→ What is required: Go line by line through the data below and work out how many lines contain "operation"; the answer is that number alone.
--- Information provided ---
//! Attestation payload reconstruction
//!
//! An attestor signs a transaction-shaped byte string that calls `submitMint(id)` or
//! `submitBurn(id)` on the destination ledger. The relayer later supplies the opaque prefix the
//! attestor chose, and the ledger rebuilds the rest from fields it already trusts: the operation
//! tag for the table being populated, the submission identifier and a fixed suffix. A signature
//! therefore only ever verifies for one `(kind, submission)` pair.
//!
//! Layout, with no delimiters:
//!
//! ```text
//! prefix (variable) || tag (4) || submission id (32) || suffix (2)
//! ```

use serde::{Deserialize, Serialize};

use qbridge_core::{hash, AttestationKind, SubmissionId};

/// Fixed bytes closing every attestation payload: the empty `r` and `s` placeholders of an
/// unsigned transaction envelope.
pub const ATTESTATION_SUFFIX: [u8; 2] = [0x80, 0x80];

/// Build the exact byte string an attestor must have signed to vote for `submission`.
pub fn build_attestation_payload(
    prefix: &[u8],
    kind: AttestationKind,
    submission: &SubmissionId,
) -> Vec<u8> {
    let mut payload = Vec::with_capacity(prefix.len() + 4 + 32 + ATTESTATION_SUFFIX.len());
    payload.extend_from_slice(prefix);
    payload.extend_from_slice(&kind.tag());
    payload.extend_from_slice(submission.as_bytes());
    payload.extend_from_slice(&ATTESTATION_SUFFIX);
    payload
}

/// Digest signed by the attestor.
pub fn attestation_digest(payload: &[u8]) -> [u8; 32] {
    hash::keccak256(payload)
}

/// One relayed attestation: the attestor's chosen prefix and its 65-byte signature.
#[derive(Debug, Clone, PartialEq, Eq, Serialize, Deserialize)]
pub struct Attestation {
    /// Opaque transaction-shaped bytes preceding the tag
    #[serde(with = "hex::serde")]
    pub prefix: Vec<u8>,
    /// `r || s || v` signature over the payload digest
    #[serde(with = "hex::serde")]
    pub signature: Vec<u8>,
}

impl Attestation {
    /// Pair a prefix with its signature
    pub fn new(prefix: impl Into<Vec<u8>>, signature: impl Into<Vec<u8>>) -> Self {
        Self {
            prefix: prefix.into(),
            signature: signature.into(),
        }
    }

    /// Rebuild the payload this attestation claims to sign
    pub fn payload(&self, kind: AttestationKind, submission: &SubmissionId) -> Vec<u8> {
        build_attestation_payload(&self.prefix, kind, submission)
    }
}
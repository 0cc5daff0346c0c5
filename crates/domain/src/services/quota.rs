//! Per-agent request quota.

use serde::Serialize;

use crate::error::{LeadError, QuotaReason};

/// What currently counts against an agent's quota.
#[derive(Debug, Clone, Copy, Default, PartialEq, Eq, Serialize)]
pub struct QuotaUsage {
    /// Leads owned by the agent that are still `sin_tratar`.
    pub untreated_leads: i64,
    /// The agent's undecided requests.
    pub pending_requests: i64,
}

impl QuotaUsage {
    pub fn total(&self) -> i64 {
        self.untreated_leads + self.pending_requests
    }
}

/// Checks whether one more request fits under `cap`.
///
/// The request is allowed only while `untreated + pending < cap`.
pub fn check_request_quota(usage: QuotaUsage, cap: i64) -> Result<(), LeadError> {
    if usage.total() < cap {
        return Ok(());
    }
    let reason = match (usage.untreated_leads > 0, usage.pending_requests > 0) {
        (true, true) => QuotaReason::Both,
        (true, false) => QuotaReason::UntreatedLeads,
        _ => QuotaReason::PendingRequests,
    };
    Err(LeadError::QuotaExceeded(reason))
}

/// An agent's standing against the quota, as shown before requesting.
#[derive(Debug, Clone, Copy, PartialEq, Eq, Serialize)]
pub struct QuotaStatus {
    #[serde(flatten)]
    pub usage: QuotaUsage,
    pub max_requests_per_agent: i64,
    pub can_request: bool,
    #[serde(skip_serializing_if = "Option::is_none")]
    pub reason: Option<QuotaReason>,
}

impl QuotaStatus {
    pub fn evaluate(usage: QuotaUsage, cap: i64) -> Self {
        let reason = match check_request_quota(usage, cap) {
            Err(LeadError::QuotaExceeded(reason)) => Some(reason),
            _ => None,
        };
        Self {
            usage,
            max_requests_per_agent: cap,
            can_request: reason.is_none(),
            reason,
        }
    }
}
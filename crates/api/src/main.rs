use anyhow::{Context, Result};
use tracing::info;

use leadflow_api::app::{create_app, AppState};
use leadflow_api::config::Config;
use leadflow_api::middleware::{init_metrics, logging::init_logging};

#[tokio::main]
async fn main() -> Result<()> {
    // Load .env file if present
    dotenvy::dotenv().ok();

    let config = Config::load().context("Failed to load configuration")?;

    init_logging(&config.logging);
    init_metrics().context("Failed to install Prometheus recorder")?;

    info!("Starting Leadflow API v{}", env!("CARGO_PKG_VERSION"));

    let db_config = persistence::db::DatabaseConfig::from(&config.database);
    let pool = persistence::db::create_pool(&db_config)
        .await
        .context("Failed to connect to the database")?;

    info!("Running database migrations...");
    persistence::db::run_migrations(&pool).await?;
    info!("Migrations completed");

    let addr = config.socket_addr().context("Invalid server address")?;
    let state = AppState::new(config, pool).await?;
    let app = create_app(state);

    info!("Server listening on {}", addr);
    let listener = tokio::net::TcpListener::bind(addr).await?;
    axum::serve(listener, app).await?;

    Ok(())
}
---
--- Information provided ---
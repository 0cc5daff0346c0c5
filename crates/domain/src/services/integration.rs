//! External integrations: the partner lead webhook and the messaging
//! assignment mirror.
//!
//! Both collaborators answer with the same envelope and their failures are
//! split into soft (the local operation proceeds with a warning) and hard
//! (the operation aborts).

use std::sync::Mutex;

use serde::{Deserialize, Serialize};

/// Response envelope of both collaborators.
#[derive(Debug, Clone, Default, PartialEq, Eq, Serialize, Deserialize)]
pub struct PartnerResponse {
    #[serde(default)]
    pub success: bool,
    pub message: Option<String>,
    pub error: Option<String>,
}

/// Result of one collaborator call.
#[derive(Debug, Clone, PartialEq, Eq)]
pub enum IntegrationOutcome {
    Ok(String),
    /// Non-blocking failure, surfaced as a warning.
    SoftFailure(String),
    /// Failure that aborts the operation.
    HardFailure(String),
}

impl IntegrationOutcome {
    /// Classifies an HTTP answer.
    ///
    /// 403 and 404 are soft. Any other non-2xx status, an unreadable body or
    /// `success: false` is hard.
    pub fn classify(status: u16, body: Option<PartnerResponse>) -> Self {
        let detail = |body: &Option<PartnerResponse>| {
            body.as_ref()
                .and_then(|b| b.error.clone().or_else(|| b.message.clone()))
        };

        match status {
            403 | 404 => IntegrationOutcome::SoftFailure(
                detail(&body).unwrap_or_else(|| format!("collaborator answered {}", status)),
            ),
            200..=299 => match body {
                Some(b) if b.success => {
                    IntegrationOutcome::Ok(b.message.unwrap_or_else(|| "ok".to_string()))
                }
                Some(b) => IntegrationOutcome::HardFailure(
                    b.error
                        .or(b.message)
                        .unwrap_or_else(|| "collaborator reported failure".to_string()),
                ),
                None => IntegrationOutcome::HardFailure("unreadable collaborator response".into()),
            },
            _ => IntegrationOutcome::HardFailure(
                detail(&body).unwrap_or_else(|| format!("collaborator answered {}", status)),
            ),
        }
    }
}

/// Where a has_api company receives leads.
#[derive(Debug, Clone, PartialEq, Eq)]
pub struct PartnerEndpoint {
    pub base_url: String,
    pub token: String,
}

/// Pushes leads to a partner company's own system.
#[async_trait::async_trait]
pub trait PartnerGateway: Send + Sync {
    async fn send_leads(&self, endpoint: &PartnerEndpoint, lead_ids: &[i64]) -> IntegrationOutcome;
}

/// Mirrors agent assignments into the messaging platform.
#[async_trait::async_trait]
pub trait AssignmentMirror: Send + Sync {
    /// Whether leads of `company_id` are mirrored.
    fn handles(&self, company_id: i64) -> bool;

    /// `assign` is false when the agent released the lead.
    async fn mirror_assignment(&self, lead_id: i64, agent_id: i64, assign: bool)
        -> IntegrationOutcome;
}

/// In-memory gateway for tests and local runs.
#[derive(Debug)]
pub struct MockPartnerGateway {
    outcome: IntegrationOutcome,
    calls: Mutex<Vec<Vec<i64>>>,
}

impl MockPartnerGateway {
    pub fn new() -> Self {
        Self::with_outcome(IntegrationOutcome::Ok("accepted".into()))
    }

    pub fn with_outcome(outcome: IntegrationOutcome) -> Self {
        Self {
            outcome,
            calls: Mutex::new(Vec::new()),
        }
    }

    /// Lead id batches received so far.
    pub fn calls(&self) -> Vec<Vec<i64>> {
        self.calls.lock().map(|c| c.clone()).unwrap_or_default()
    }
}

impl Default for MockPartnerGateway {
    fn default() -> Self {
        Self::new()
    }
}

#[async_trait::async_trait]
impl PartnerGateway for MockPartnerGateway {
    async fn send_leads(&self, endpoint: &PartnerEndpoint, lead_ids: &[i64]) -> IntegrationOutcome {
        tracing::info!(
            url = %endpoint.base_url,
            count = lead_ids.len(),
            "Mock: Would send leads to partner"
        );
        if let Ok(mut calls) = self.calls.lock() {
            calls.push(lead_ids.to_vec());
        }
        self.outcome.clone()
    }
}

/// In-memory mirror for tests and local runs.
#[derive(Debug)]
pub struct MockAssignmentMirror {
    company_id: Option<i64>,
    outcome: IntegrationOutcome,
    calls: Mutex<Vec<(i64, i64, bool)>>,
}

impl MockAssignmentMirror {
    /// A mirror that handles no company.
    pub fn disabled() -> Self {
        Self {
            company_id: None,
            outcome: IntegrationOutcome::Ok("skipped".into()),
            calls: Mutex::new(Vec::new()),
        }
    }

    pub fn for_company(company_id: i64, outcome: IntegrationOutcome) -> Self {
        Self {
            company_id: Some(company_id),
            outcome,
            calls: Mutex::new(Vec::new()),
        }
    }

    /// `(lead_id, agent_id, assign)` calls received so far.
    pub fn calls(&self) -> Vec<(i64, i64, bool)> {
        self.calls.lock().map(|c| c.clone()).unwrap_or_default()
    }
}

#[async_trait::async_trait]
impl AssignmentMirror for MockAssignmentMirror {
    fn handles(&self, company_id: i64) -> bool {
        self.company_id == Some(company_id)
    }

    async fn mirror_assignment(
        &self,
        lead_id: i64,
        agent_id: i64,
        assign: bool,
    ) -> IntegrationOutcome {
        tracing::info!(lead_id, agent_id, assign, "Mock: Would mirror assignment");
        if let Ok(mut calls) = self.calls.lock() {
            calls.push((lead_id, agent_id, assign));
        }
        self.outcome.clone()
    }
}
---
→ Answer space: 4